Exercise description. Below are the entries; give again exactly the lines from the one mentioning "#![deny(missing_docs)]" through the one mentioning "pub use handle::Ptr;", inclusive.

(Input records)

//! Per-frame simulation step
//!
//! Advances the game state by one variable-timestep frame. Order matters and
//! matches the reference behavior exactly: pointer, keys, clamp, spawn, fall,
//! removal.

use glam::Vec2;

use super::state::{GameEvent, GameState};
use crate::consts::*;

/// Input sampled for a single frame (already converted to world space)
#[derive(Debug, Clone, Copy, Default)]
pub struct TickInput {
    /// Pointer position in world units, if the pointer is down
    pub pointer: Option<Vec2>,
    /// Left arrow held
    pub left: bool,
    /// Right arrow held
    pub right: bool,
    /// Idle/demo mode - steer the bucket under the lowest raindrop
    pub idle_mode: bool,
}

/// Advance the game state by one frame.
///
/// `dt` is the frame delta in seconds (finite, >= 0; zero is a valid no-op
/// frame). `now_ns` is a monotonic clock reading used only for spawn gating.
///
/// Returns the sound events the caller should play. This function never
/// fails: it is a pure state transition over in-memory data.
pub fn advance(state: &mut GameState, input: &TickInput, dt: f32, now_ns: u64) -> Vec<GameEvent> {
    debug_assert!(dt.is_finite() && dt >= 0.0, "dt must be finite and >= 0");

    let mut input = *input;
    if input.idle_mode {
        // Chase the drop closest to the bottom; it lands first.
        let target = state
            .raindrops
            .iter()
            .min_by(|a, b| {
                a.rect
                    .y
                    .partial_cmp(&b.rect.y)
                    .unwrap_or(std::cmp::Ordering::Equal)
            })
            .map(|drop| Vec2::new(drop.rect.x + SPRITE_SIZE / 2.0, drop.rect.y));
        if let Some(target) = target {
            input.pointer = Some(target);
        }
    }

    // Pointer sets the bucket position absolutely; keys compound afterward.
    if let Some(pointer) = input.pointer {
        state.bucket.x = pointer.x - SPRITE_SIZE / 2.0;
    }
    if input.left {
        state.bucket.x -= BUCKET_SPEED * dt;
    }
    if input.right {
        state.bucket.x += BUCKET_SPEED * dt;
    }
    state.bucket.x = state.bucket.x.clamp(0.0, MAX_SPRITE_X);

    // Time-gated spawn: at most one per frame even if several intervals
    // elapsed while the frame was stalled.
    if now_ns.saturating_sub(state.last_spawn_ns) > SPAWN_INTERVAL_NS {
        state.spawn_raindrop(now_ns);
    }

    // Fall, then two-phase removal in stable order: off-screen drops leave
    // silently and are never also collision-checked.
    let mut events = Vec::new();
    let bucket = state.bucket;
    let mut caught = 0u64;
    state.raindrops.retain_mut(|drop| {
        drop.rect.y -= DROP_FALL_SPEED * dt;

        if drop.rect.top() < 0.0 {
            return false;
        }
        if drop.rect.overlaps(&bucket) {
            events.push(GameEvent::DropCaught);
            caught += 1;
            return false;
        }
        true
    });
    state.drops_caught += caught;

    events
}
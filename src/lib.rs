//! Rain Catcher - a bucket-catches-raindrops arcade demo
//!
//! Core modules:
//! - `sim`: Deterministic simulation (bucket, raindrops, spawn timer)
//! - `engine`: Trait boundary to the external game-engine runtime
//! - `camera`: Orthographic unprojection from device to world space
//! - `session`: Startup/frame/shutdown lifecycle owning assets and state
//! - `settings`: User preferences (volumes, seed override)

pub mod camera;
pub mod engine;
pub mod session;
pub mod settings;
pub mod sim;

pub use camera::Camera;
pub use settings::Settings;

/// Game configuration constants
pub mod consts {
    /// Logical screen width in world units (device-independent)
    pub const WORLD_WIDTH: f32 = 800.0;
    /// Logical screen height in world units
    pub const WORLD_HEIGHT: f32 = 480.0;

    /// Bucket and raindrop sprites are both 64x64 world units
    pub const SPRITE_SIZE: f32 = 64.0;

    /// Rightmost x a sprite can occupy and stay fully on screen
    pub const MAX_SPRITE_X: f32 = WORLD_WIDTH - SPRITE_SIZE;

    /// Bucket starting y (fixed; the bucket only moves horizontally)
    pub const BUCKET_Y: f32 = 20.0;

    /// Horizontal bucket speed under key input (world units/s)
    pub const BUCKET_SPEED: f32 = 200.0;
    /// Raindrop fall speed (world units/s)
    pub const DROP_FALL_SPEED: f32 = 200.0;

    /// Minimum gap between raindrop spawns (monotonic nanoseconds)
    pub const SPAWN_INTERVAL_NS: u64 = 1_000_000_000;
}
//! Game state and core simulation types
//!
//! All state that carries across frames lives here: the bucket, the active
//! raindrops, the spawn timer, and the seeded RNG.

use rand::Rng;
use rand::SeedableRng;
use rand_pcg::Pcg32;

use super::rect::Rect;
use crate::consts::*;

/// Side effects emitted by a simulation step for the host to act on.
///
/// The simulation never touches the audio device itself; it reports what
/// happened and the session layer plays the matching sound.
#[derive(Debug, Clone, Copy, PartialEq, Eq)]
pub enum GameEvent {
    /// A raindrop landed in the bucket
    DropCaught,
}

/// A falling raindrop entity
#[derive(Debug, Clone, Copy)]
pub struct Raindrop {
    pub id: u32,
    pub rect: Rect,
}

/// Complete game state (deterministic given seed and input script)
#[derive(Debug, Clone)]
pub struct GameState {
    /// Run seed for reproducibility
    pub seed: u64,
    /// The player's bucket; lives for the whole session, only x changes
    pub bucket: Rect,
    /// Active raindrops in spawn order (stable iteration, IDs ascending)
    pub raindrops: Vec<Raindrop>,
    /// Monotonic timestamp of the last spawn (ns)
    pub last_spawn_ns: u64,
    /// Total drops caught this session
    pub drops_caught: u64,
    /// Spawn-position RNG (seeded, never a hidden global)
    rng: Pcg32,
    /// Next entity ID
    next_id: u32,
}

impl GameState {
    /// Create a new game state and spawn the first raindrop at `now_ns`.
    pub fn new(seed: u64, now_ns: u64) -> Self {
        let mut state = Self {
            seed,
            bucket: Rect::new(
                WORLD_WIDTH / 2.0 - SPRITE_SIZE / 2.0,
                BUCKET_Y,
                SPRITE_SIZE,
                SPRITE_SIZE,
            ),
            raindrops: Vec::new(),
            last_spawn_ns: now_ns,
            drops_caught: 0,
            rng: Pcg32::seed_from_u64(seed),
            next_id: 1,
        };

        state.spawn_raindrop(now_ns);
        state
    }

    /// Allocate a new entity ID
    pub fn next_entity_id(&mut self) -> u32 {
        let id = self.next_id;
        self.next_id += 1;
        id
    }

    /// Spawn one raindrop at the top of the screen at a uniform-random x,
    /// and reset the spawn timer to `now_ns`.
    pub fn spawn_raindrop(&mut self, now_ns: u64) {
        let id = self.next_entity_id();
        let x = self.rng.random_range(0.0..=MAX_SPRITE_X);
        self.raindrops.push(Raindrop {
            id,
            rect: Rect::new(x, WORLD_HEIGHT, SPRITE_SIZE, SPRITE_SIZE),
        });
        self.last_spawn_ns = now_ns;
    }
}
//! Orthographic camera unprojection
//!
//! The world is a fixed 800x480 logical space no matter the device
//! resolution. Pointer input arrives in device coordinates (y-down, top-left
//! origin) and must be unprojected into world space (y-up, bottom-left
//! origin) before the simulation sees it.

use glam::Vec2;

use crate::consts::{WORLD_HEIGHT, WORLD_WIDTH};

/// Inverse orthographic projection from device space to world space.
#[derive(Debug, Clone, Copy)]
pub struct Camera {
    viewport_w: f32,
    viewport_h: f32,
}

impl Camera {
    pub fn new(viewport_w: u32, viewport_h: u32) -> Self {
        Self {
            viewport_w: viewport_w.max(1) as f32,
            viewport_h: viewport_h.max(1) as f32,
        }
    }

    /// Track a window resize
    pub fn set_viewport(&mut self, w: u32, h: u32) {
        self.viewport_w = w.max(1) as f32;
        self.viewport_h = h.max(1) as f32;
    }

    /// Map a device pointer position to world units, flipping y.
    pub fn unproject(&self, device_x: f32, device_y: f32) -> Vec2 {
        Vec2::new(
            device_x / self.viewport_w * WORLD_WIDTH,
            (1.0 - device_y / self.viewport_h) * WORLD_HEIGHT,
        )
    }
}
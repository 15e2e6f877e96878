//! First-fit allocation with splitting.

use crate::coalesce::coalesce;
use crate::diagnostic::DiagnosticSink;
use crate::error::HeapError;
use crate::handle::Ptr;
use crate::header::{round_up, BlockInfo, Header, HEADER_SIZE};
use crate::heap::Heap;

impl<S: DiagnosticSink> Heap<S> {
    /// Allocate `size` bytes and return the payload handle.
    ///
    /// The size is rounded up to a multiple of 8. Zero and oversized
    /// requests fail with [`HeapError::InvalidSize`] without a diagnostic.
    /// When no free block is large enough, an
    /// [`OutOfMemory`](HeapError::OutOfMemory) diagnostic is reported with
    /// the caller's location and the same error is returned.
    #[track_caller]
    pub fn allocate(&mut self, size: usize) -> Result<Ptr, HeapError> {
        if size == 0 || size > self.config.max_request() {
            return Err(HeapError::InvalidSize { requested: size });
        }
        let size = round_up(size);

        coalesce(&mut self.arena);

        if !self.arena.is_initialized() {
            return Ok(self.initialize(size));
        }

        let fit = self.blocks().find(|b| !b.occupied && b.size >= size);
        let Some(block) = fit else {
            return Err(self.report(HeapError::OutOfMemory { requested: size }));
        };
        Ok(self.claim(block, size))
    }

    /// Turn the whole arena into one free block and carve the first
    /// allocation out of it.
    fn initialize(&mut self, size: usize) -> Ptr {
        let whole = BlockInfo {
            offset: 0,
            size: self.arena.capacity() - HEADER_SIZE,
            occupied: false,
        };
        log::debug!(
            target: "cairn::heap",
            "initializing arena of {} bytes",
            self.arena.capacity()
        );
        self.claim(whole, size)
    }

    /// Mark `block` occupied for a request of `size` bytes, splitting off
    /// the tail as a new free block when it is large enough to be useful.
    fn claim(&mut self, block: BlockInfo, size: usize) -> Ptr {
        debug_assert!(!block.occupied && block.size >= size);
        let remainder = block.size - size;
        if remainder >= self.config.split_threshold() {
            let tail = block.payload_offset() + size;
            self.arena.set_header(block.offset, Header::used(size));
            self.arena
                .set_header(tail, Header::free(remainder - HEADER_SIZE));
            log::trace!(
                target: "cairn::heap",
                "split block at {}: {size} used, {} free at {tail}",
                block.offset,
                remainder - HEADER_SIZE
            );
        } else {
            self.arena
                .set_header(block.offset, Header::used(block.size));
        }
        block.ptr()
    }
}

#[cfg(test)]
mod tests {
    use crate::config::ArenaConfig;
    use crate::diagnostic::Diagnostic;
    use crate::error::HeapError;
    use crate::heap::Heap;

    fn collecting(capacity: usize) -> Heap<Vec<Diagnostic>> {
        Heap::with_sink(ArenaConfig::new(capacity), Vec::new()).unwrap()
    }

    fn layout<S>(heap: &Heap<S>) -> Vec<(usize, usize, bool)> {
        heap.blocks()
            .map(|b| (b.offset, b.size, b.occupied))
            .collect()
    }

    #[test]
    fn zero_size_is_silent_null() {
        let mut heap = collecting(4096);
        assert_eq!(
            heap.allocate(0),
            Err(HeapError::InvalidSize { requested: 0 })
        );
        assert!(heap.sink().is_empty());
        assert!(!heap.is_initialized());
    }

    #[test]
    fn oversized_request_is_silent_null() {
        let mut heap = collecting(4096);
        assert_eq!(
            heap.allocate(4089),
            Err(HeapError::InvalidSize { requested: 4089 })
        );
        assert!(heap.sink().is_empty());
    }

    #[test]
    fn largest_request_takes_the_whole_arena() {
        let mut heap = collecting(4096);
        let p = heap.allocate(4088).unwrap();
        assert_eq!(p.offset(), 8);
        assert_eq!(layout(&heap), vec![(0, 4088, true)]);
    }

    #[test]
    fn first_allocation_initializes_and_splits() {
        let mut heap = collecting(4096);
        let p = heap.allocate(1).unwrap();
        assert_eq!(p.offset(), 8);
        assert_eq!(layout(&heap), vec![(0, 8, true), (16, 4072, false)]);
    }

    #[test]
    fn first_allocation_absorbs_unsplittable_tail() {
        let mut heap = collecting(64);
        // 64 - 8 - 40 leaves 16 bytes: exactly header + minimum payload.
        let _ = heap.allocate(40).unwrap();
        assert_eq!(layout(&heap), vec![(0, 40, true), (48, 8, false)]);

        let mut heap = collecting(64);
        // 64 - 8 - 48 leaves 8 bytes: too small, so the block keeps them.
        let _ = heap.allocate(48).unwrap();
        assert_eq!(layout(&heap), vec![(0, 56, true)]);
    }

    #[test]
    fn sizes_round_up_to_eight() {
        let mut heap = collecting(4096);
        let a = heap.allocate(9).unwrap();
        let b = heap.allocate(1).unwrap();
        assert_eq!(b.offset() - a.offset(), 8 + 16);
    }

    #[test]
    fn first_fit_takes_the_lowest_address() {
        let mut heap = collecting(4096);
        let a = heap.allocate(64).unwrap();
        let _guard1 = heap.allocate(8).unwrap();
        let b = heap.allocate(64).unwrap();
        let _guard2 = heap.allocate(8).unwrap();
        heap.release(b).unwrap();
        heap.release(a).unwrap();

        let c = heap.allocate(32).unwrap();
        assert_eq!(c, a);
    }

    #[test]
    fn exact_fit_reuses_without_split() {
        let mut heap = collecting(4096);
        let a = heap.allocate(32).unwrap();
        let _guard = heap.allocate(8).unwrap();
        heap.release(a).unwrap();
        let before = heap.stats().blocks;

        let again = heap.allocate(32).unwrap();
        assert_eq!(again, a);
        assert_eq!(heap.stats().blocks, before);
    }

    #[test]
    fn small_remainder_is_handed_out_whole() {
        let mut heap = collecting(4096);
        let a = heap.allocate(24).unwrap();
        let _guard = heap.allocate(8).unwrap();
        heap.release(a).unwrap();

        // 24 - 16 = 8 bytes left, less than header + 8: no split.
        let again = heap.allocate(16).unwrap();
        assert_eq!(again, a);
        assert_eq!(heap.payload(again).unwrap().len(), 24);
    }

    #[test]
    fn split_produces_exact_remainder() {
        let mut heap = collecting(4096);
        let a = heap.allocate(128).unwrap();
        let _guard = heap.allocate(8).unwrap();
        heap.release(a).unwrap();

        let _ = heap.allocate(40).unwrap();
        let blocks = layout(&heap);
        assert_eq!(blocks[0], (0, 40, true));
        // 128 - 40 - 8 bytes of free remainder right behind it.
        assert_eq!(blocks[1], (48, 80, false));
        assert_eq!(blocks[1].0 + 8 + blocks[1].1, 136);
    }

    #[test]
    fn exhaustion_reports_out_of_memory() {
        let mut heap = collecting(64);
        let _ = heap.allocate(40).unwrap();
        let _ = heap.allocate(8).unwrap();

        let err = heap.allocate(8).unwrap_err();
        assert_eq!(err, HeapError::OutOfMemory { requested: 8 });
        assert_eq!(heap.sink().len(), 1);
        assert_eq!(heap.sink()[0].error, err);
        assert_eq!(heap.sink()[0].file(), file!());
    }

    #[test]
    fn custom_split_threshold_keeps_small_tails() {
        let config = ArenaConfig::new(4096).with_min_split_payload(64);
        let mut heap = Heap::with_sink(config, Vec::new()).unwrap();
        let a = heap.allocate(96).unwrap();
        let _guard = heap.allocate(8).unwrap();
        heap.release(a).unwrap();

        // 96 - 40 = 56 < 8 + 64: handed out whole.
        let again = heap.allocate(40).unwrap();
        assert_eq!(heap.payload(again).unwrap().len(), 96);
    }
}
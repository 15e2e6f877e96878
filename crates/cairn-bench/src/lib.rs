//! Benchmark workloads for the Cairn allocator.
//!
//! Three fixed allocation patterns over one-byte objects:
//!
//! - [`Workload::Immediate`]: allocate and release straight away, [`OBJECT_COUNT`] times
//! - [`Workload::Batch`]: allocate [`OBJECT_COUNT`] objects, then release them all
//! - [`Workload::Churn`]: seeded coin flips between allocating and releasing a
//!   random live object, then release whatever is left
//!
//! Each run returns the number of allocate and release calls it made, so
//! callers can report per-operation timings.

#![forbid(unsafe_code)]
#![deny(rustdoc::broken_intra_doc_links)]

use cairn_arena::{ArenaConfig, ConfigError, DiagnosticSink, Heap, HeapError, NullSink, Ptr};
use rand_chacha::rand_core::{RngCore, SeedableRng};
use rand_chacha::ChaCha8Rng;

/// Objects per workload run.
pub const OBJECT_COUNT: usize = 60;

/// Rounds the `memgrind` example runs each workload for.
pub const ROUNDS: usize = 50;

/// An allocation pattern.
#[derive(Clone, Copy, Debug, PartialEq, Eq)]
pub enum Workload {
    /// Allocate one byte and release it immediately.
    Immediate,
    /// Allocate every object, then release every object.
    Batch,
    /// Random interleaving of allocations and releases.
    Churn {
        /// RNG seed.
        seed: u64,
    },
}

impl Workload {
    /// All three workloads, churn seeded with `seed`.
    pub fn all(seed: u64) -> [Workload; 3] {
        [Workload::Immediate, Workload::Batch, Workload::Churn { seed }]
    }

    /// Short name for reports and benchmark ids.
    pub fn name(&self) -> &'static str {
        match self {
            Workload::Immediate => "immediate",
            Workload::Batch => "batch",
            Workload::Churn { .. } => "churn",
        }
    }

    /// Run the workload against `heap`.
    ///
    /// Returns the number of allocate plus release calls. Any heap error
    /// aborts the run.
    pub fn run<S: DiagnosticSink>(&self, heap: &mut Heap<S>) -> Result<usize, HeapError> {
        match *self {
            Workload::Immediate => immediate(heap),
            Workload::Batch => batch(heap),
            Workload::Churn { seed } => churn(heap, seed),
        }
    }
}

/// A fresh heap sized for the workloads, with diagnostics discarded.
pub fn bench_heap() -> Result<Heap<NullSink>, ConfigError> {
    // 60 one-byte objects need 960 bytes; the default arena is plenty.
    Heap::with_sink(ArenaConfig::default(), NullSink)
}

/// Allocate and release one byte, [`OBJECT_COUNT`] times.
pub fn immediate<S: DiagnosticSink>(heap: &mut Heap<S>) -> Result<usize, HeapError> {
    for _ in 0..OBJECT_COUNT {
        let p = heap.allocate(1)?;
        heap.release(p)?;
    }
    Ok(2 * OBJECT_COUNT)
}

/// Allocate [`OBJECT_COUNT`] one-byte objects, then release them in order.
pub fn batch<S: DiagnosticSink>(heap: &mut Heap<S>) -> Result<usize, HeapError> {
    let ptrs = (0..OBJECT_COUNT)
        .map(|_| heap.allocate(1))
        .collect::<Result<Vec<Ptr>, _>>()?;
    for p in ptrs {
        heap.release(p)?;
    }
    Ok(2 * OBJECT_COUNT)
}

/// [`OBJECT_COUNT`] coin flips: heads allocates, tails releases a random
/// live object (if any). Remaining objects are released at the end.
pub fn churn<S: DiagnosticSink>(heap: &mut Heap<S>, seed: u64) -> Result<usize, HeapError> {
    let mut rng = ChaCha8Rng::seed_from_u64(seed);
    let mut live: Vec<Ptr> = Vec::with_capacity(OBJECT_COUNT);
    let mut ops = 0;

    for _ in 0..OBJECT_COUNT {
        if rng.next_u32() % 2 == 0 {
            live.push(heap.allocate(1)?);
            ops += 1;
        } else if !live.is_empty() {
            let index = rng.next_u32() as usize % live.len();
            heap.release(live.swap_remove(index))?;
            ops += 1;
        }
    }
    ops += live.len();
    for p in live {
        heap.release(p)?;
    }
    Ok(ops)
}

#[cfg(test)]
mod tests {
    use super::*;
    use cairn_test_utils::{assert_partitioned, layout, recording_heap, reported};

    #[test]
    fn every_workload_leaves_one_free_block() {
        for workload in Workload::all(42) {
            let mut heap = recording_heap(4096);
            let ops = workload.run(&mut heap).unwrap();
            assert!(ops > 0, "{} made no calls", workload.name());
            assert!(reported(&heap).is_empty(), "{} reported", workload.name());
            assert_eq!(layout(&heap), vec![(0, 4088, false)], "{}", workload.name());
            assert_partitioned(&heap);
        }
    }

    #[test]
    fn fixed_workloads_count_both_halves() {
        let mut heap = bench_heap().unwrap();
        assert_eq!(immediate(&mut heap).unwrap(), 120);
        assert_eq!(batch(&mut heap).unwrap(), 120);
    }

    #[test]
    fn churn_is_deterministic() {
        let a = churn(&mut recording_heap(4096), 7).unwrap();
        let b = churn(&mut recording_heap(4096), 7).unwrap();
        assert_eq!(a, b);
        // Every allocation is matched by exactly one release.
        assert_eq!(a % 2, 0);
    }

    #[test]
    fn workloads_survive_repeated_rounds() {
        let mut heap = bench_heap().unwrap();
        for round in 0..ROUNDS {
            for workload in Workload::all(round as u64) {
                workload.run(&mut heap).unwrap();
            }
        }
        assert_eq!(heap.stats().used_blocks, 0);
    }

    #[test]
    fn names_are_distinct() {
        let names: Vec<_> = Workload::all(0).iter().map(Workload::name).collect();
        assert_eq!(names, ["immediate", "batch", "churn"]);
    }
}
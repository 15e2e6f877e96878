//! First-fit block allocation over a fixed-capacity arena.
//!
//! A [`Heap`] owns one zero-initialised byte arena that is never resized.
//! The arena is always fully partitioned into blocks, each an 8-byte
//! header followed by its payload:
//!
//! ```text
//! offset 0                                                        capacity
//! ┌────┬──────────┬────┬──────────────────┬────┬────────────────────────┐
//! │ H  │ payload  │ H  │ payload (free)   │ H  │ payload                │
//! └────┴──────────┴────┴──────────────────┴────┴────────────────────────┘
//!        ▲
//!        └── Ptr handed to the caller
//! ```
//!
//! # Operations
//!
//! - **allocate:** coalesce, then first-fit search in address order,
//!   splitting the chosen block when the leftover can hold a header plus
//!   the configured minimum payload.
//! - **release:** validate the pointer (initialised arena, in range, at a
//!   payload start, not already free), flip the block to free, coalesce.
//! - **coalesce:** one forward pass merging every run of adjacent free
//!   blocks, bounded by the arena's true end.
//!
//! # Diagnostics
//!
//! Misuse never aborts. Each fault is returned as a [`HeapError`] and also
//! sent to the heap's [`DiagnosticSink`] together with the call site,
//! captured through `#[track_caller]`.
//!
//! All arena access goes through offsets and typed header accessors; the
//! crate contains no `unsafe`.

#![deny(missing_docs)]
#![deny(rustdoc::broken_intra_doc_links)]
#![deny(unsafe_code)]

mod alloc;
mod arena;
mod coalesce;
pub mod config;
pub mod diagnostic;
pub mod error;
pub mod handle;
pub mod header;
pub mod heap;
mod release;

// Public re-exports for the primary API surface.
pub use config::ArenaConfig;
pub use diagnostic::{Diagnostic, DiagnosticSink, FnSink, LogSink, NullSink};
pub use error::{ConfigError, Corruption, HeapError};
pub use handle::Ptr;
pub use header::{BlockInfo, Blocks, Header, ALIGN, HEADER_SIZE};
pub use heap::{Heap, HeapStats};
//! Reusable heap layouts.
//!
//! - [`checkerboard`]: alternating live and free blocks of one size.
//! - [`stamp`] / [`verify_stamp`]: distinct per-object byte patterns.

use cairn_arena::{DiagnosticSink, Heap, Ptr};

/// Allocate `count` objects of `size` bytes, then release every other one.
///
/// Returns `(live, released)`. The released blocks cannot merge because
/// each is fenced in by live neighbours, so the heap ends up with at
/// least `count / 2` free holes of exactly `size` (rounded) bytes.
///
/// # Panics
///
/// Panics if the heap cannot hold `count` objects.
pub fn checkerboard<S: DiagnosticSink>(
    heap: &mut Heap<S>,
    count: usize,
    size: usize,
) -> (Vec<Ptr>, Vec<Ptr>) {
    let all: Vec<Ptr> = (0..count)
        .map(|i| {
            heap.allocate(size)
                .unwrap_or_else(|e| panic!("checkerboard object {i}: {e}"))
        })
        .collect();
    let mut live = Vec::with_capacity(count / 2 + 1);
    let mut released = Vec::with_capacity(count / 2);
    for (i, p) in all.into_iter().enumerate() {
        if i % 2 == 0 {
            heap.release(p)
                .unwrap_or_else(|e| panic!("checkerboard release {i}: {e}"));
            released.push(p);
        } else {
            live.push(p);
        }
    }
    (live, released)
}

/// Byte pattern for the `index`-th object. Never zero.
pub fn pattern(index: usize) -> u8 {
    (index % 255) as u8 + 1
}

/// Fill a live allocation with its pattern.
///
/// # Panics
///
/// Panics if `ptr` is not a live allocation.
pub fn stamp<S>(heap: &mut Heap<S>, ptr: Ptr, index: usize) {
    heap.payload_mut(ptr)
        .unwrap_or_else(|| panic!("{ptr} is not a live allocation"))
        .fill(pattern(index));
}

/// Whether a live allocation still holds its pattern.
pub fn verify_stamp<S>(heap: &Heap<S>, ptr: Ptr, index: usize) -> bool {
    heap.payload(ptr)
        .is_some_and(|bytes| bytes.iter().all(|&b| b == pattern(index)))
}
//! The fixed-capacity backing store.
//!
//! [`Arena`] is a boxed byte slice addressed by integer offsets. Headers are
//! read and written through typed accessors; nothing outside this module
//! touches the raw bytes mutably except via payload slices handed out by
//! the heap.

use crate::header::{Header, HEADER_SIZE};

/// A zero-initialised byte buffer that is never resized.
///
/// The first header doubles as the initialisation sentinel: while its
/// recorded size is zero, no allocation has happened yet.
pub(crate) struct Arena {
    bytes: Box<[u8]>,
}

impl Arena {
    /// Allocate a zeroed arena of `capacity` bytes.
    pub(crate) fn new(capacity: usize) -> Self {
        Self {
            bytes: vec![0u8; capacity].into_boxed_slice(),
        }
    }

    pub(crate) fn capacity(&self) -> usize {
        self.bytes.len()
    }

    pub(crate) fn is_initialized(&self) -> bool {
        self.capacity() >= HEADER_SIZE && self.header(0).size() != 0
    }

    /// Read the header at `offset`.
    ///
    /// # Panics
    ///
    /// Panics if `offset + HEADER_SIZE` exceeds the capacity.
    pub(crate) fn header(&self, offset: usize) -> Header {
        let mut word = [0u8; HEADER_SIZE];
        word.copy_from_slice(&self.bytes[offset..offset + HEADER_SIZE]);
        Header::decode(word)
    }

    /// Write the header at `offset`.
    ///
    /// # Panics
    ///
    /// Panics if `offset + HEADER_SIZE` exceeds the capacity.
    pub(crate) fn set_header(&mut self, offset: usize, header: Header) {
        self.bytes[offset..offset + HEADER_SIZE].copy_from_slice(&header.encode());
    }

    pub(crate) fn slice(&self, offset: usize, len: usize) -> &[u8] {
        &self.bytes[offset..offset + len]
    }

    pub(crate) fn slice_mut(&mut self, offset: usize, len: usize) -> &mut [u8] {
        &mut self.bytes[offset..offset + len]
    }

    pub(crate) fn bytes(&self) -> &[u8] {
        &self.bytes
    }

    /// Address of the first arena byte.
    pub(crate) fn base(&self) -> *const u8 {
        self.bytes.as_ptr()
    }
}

(End Input records)

Response below.
#![deny(missing_docs)]
#![deny(rustdoc::broken_intra_doc_links)]
#![deny(unsafe_code)]

mod alloc;
mod arena;
mod coalesce;
pub mod config;
pub mod diagnostic;
pub mod error;
pub mod handle;
pub mod header;
pub mod heap;
mod release;

// Public re-exports for the primary API surface.
pub use config::ArenaConfig;
pub use diagnostic::{Diagnostic, DiagnosticSink, FnSink, LogSink, NullSink};
pub use error::{ConfigError, Corruption, HeapError};
pub use handle::Ptr;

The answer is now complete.